Remembering an atom time
By Shalini Ajay Singh
The Year 2027
Entra minor
A person who has one secret can have many. A person who does not know the difference between a well-kept secret and a secret everyone knows usually does not have a secret he has kept to himself.
… deluge has been charted as an atom-down. A rainfall of disoriented atoms and ions. The static energy in the air is pulsating. The calamity has been brewing for many years, but now the earth is seeing the kind of rain that cuts through metal, blinding people, burning and diminishing objects, metal, and meat in direct contact with the splurge. It has been raining slowly for many months now in the Southern parts. Wind has picked up recently in the Northern peninsulas. Some people were caught in the central peninsula, where the survivors and savages are. The first few rain showers were less drastic than last month’s rain. The atom-down was so powerful that even sand turned into dust. Dust into atoms. Atom back.

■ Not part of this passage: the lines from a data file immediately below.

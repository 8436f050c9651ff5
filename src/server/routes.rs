//! HTTP route handlers for the chat memory API.

use std::sync::Arc;

use axum::extract::{Path, State};
use axum::http::StatusCode;
use axum::response::IntoResponse;
use axum::routing::{get, post};
use axum::{Json, Router};
use chrono::{DateTime, Utc};
use serde::{Deserialize, Serialize};

use crate::memory::core::errors::{MemoryError, MemoryResult};
use crate::memory::core::ids::ConversationId;
use crate::memory::core::turn::ConversationTurn;

use super::state::AppState;

/// Create the API router with all routes.
pub fn create_router(state: Arc<AppState>) -> Router {
    Router::new()
        .route("/health", get(health_check))
        .route("/memory/process", post(process_message))
        .route("/memory/{memory_id}", get(conversation_history).delete(delete_conversation))
        .route("/memory/{memory_id}/window", get(conversation_window))
        .with_state(state)
}

/// Health check endpoint.
async fn health_check(State(state): State<Arc<AppState>>) -> impl IntoResponse {
    Json(serde_json::json!({
        "status": "ok",
        "service": "chat-memory",
        "version": env!("CARGO_PKG_VERSION"),
        "model": state.assistant.model_name(),
        "max_messages": state.provider.max_messages(),
    }))
}

/// Chat request scoped to one conversation memory.
#[derive(Debug, Deserialize)]
#[serde(rename_all = "camelCase")]
pub struct MemoryRequest {
    /// Conversation identifier.
    pub memory_id: i64,
    /// The user's message.
    pub text_message: String,
}

/// Process a message within its conversation; answers with plain text.
async fn process_message(
    State(state): State<Arc<AppState>>,
    Json(request): Json<MemoryRequest>,
) -> Result<String, (StatusCode, String)> {
    state
        .assistant
        .chat(ConversationId::new(request.memory_id), &request.text_message)
        .await
        .map_err(error_response)
}

/// One stored turn as returned by the read endpoints.
#[derive(Debug, Serialize, Deserialize)]
#[serde(rename_all = "camelCase")]
pub struct TurnDto {
    /// Storage key of the turn.
    pub id: i64,
    /// Author role.
    pub role: String,
    /// Message text.
    pub text: String,
    /// Ordering timestamp.
    pub created_at: DateTime<Utc>,
}

impl<'a> TryFrom<&'a ConversationTurn> for TurnDto {
    type Error = MemoryError;

    fn try_from(turn: &'a ConversationTurn) -> MemoryResult<Self> {
        let message = turn.message()?;
        Ok(Self {
            id: turn.id,
            role: message.role().to_string(),
            text: message.text().to_string(),
            created_at: turn.created_at,
        })
    }
}

fn to_dtos(turns: &[ConversationTurn]) -> MemoryResult<Vec<TurnDto>> {
    turns.iter().map(TurnDto::try_from).collect()
}

/// Full stored history of a conversation.
async fn conversation_history(
    State(state): State<Arc<AppState>>,
    Path(memory_id): Path<i64>,
) -> Result<Json<Vec<TurnDto>>, (StatusCode, String)> {
    let turns = state
        .provider
        .history(ConversationId::new(memory_id))
        .await
        .map_err(error_response)?;
    to_dtos(&turns).map(Json).map_err(error_response)
}

/// The bounded window the model would see next.
async fn conversation_window(
    State(state): State<Arc<AppState>>,
    Path(memory_id): Path<i64>,
) -> Result<Json<Vec<TurnDto>>, (StatusCode, String)> {
    let turns = state
        .provider
        .current_window(ConversationId::new(memory_id))
        .await
        .map_err(error_response)?;
    to_dtos(&turns).map(Json).map_err(error_response)
}

/// Delete every turn of a conversation.
async fn delete_conversation(
    State(state): State<Arc<AppState>>,
    Path(memory_id): Path<i64>,
) -> Result<StatusCode, (StatusCode, String)> {
    let id = ConversationId::new(memory_id);
    // Wait for in-flight chats on this conversation.
    let guard = state.provider.lock(id).await;
    let result = state.provider.forget(id).await;
    drop(guard);
    result.map_err(error_response)?;
    tracing::info!(conversation = %id, "conversation deleted");
    Ok(StatusCode::NO_CONTENT)
}

fn error_response(err: MemoryError) -> (StatusCode, String) {
    let status = match &err {
        MemoryError::InvalidInput(_) => StatusCode::BAD_REQUEST,
        err if err.is_model_failure() => StatusCode::BAD_GATEWAY,
        _ => StatusCode::INTERNAL_SERVER_ERROR,
    };
    if status.is_server_error() {
        tracing::error!(%status, "request failed: {err}");
    }
    (status, err.to_string())
}
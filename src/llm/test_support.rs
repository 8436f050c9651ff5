//! Scripted chat models for tests.

use std::sync::Mutex;
use std::time::Duration;

use crate::llm::chat_model::{ChatFuture, ChatModel};
use crate::memory::core::errors::{MemoryError, MemoryResult};
use crate::memory::core::message::ChatMessage;

/// Replies `"echo: <message>"` and records every context it was given.
#[derive(Default)]
pub struct EchoModel {
    pub calls: Mutex<Vec<(Vec<ChatMessage>, String)>>,
    pub delay: Option<Duration>,
}

impl EchoModel {
    pub fn with_delay(delay: Duration) -> Self {
        Self {
            calls: Mutex::new(Vec::new()),
            delay: Some(delay),
        }
    }

    pub fn recorded(&self) -> Vec<(Vec<ChatMessage>, String)> {
        self.calls.lock().map(|c| c.clone()).unwrap_or_default()
    }
}

impl ChatModel for EchoModel {
    fn invoke<'a>(
        &'a self,
        context: &'a [ChatMessage],
        new_message: &'a str,
    ) -> ChatFuture<'a, MemoryResult<String>> {
        Box::pin(async move {
            if let Some(delay) = self.delay {
                tokio::time::sleep(delay).await;
            }
            if let Ok(mut calls) = self.calls.lock() {
                calls.push((context.to_vec(), new_message.to_string()));
            }
            Ok(format!("echo: {new_message}"))
        })
    }

    fn model_name(&self) -> &str {
        "echo"
    }
}

/// Always fails like an unreachable backend.
pub struct FailingModel;

impl ChatModel for FailingModel {
    fn invoke<'a>(
        &'a self,
        _context: &'a [ChatMessage],
        _new_message: &'a str,
    ) -> ChatFuture<'a, MemoryResult<String>> {
        Box::pin(async move { Err(MemoryError::Model("backend down".to_string())) })
    }

    fn model_name(&self) -> &str {
        "failing"
    }
}
//! Readiness probe for the Ollama backend.
//!
//! The service does not spawn or preload Ollama; it only reports whether the
//! configured endpoint answers `GET /api/version`.

use std::time::Duration;

use reqwest::Client;
use serde::Deserialize;
use tokio::time::{Instant, sleep};
use url::Url;

use crate::memory::core::errors::{MemoryError, MemoryResult};

/// Connect timeout for probe requests.
const CONNECT_TIMEOUT: Duration = Duration::from_secs(2);
/// Overall timeout for a single probe request.
const REQUEST_TIMEOUT: Duration = Duration::from_secs(5);
/// Delay between attempts in [`OllamaProbe::wait_until_ready`].
const RETRY_DELAY: Duration = Duration::from_millis(250);

#[derive(Deserialize)]
struct VersionResponse {
    version: String,
}

/// HTTP probe against an Ollama server.
pub struct OllamaProbe {
    client: Client,
    version_url: Url,
}

impl OllamaProbe {
    /// Create a probe for the given base URL.
    ///
    /// # Errors
    /// Returns an error if the URL is invalid or the HTTP client cannot be built.
    pub fn new(base_url: &str) -> MemoryResult<Self> {
        let version_url = Url::parse(base_url)?.join("/api/version")?;
        let client = Client::builder()
            .connect_timeout(CONNECT_TIMEOUT)
            .timeout(REQUEST_TIMEOUT)
            .build()
            .map_err(probe_error)?;
        Ok(Self {
            client,
            version_url,
        })
    }

    /// Fetch the server version.
    ///
    /// # Errors
    /// Returns an error if the server is unreachable or answers with a failure.
    pub async fn version(&self) -> MemoryResult<String> {
        let response = self
            .client
            .get(self.version_url.clone())
            .send()
            .await
            .and_then(reqwest::Response::error_for_status)
            .map_err(probe_error)?;
        let body: VersionResponse = response.json().await.map_err(probe_error)?;
        Ok(body.version)
    }

    /// Poll until the server answers or `timeout` elapses.
    ///
    /// # Errors
    /// Returns the last probe error if the deadline passes.
    pub async fn wait_until_ready(&self, timeout: Duration) -> MemoryResult<String> {
        let deadline = Instant::now() + timeout;
        loop {
            match self.version().await {
                Ok(version) => return Ok(version),
                Err(err) if Instant::now() + RETRY_DELAY >= deadline => return Err(err),
                Err(_) => sleep(RETRY_DELAY).await,
            }
        }
    }
}

fn probe_error(err: reqwest::Error) -> MemoryError {
    MemoryError::Probe(err.to_string())
}

impl std::fmt::Debug for OllamaProbe {
    fn fmt(&self, f: &mut std::fmt::Formatter<'_>) -> std::fmt::Result {
        f.debug_struct("OllamaProbe")
            .field("version_url", &self.version_url.as_str())
            .finish_non_exhaustive()
    }
}
//! Core memory types and identifiers.

pub mod config;
pub mod errors;
pub mod ids;
pub mod message;
pub mod turn;

pub use config::{
    LlmConfig, MemoryConfig, RetentionPolicy, StorageBackend, StorageConfig, WindowConfig,
};
pub use errors::{MemoryError, MemoryResult};
pub use ids::ConversationId;
pub use message::{ChatMessage, MessageRole};
pub use turn::{ConversationTurn, decode_turns};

That’s what the survivors are calling the deluge aftermath now—atom-math…
… now I am searching for you, my love.
I have to kill you.
“orders”.
… am a detective. I was, at least, when the earth ‘was’. Before we all started losing memories, we had courts, police stations, officers, and the perpetrators. We had a Constitution and sets of procedures and rules. We had technological databases and live repositories. Working devices and an abundant availability of metal. Metal of all kinds. We had justice. We had justice, fairness, and equity, and all that. We had that one thing that was needed for justice to prevail, for a just society to cooperate—the memory of the fact, after and before. We recalled and reviewed faces—the eyes, noses, ears, and lips. The weird thing is that now, in the atom-math, memory is selective.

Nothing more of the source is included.